▶ [Exercise]:
Collect every line of the records below that contains the word "destroyed".

(Collected data)
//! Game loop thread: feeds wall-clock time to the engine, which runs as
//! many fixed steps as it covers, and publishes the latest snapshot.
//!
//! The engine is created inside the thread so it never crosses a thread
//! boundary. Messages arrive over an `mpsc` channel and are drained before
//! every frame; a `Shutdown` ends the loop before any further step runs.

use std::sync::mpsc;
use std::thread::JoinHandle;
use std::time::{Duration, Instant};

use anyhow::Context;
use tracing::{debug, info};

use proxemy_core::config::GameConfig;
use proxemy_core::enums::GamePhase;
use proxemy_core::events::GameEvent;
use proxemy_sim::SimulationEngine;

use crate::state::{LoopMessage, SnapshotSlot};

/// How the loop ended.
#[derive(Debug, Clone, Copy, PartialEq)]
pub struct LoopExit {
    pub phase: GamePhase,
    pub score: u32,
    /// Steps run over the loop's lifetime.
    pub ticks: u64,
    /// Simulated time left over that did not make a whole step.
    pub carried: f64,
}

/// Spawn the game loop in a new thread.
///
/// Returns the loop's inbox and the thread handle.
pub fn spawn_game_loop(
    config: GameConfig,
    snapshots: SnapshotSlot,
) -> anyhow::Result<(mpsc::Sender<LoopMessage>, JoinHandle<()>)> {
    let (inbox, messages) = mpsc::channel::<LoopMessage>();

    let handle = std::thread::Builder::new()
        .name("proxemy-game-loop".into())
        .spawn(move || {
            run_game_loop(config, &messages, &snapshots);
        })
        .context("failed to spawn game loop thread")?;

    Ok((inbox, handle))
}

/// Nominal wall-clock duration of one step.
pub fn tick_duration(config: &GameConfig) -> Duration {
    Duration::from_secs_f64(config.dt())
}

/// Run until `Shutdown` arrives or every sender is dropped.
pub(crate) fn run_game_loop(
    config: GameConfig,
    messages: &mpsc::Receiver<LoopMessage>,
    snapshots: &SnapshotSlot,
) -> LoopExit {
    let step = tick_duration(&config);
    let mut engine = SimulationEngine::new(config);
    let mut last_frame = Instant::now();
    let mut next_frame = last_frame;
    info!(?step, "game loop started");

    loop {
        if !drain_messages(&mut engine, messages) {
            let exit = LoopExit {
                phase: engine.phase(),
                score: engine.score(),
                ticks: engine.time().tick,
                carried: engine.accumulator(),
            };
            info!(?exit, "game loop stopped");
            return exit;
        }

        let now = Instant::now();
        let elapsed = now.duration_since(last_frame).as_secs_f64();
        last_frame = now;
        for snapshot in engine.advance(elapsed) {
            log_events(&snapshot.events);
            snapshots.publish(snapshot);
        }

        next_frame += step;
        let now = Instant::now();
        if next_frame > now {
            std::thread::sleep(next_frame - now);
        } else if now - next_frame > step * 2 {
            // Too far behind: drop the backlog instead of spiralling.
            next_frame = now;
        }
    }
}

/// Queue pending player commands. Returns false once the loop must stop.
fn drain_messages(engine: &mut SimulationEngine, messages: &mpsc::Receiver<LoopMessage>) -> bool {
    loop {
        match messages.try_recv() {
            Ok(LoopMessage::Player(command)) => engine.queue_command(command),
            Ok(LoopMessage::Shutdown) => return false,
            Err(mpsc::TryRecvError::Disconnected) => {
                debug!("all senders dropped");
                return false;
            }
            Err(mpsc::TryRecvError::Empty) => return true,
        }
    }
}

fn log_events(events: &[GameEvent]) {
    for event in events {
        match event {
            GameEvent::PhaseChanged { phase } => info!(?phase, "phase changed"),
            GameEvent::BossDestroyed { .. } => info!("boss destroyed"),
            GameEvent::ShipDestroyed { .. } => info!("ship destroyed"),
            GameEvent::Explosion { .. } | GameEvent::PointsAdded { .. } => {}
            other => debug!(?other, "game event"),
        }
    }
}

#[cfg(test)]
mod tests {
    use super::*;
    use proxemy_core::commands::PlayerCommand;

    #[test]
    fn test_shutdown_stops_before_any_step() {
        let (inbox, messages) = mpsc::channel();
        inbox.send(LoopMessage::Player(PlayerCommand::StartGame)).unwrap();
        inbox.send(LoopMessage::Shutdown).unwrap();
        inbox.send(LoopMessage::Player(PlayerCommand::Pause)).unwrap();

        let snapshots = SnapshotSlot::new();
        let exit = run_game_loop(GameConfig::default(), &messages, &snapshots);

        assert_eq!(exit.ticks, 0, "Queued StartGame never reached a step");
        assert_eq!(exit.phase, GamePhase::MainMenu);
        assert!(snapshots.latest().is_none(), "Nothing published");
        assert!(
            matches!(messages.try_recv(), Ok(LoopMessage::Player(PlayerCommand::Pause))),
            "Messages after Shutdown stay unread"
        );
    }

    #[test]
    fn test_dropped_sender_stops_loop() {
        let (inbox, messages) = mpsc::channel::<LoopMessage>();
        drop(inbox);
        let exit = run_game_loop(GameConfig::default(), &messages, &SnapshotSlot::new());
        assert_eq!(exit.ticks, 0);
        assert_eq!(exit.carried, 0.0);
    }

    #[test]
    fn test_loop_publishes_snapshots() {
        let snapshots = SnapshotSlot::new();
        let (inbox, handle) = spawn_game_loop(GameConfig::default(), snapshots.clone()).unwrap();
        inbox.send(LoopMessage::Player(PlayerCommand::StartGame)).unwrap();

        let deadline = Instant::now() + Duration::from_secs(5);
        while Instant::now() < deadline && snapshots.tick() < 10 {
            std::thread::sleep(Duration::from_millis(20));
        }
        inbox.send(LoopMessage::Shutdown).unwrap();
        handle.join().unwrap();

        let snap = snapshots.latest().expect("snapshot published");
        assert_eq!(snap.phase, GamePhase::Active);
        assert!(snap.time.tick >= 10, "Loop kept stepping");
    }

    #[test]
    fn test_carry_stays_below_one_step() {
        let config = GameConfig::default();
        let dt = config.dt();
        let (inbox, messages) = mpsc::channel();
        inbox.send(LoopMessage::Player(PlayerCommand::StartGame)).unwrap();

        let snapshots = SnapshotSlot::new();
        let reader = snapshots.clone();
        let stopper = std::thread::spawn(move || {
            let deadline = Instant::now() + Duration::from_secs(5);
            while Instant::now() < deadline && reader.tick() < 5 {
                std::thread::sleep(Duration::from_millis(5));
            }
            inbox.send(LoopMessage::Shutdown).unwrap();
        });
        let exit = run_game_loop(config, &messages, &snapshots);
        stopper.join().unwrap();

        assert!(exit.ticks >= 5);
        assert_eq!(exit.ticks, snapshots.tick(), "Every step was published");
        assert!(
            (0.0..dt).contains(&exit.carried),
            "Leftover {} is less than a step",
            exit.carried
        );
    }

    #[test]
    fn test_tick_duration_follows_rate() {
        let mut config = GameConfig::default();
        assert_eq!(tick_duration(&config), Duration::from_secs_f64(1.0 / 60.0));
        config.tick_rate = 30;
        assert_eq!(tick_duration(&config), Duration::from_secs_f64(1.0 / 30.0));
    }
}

---

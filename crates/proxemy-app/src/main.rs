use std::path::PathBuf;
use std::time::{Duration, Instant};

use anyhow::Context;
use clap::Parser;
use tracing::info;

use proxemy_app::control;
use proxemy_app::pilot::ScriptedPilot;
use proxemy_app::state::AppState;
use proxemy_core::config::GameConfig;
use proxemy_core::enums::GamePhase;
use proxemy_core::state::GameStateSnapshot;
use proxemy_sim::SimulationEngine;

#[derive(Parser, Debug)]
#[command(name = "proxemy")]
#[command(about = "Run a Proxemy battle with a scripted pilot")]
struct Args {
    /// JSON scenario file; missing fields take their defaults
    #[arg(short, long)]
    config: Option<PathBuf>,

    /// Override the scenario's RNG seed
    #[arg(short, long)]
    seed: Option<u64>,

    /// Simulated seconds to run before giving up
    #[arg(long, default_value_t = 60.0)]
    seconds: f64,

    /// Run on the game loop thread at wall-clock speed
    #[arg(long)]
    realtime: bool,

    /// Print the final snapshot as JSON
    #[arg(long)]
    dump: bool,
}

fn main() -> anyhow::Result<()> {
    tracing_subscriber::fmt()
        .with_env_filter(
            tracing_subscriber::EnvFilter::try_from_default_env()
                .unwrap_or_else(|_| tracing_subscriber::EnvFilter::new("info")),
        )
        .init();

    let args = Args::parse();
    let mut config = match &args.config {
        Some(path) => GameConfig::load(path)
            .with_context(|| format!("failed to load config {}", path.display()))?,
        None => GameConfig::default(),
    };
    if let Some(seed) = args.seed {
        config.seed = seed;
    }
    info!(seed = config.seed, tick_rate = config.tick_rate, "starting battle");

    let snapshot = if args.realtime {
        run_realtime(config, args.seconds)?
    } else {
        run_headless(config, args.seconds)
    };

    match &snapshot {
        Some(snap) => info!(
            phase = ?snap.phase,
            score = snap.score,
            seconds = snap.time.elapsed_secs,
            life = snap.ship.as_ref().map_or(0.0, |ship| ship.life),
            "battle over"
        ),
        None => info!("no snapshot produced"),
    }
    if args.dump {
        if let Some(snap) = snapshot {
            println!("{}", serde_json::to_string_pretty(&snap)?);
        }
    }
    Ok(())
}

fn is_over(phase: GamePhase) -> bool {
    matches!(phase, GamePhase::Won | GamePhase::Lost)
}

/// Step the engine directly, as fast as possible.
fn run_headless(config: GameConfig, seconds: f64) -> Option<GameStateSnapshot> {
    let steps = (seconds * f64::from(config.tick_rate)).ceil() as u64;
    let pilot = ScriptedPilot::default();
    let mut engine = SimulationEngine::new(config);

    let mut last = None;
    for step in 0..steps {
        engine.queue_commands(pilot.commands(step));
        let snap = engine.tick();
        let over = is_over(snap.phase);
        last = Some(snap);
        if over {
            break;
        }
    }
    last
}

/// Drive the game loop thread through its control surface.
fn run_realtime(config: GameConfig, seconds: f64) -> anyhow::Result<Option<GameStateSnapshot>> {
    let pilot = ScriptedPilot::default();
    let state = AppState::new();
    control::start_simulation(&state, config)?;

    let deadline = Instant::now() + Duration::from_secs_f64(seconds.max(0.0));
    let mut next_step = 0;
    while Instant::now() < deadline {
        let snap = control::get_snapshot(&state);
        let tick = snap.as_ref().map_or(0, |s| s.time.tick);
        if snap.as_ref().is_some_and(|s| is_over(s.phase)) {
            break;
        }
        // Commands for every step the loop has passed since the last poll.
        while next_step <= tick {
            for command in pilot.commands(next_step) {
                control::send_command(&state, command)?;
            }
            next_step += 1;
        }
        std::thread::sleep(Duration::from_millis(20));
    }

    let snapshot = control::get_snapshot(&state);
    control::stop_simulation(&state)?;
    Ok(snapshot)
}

---

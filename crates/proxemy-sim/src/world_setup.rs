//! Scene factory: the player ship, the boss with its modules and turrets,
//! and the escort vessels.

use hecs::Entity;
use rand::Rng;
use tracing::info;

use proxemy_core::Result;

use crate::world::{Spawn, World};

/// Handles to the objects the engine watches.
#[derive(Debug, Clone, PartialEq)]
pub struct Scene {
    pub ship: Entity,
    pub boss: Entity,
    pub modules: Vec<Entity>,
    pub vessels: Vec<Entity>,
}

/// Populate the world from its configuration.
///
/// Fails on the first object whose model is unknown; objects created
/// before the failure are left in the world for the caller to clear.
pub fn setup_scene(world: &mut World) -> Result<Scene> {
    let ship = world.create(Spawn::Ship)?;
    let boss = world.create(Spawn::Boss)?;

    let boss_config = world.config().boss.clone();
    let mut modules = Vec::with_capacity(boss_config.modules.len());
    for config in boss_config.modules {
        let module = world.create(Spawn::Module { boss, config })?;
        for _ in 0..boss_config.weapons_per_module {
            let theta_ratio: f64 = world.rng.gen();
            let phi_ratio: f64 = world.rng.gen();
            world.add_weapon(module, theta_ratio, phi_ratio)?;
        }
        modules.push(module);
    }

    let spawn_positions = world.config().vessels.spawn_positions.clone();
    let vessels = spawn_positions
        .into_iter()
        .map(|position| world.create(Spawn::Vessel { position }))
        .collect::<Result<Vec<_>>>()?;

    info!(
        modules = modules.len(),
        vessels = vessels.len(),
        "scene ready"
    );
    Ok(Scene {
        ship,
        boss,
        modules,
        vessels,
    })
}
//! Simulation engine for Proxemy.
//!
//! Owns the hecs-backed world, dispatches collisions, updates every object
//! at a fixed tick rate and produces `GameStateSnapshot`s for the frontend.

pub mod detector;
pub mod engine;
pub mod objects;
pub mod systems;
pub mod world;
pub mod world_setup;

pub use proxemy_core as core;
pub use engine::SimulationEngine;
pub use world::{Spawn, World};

▶ [Answer section]:
            GameEvent::BossDestroyed { .. } => info!("boss destroyed"),
            GameEvent::ShipDestroyed { .. } => info!("ship destroyed"),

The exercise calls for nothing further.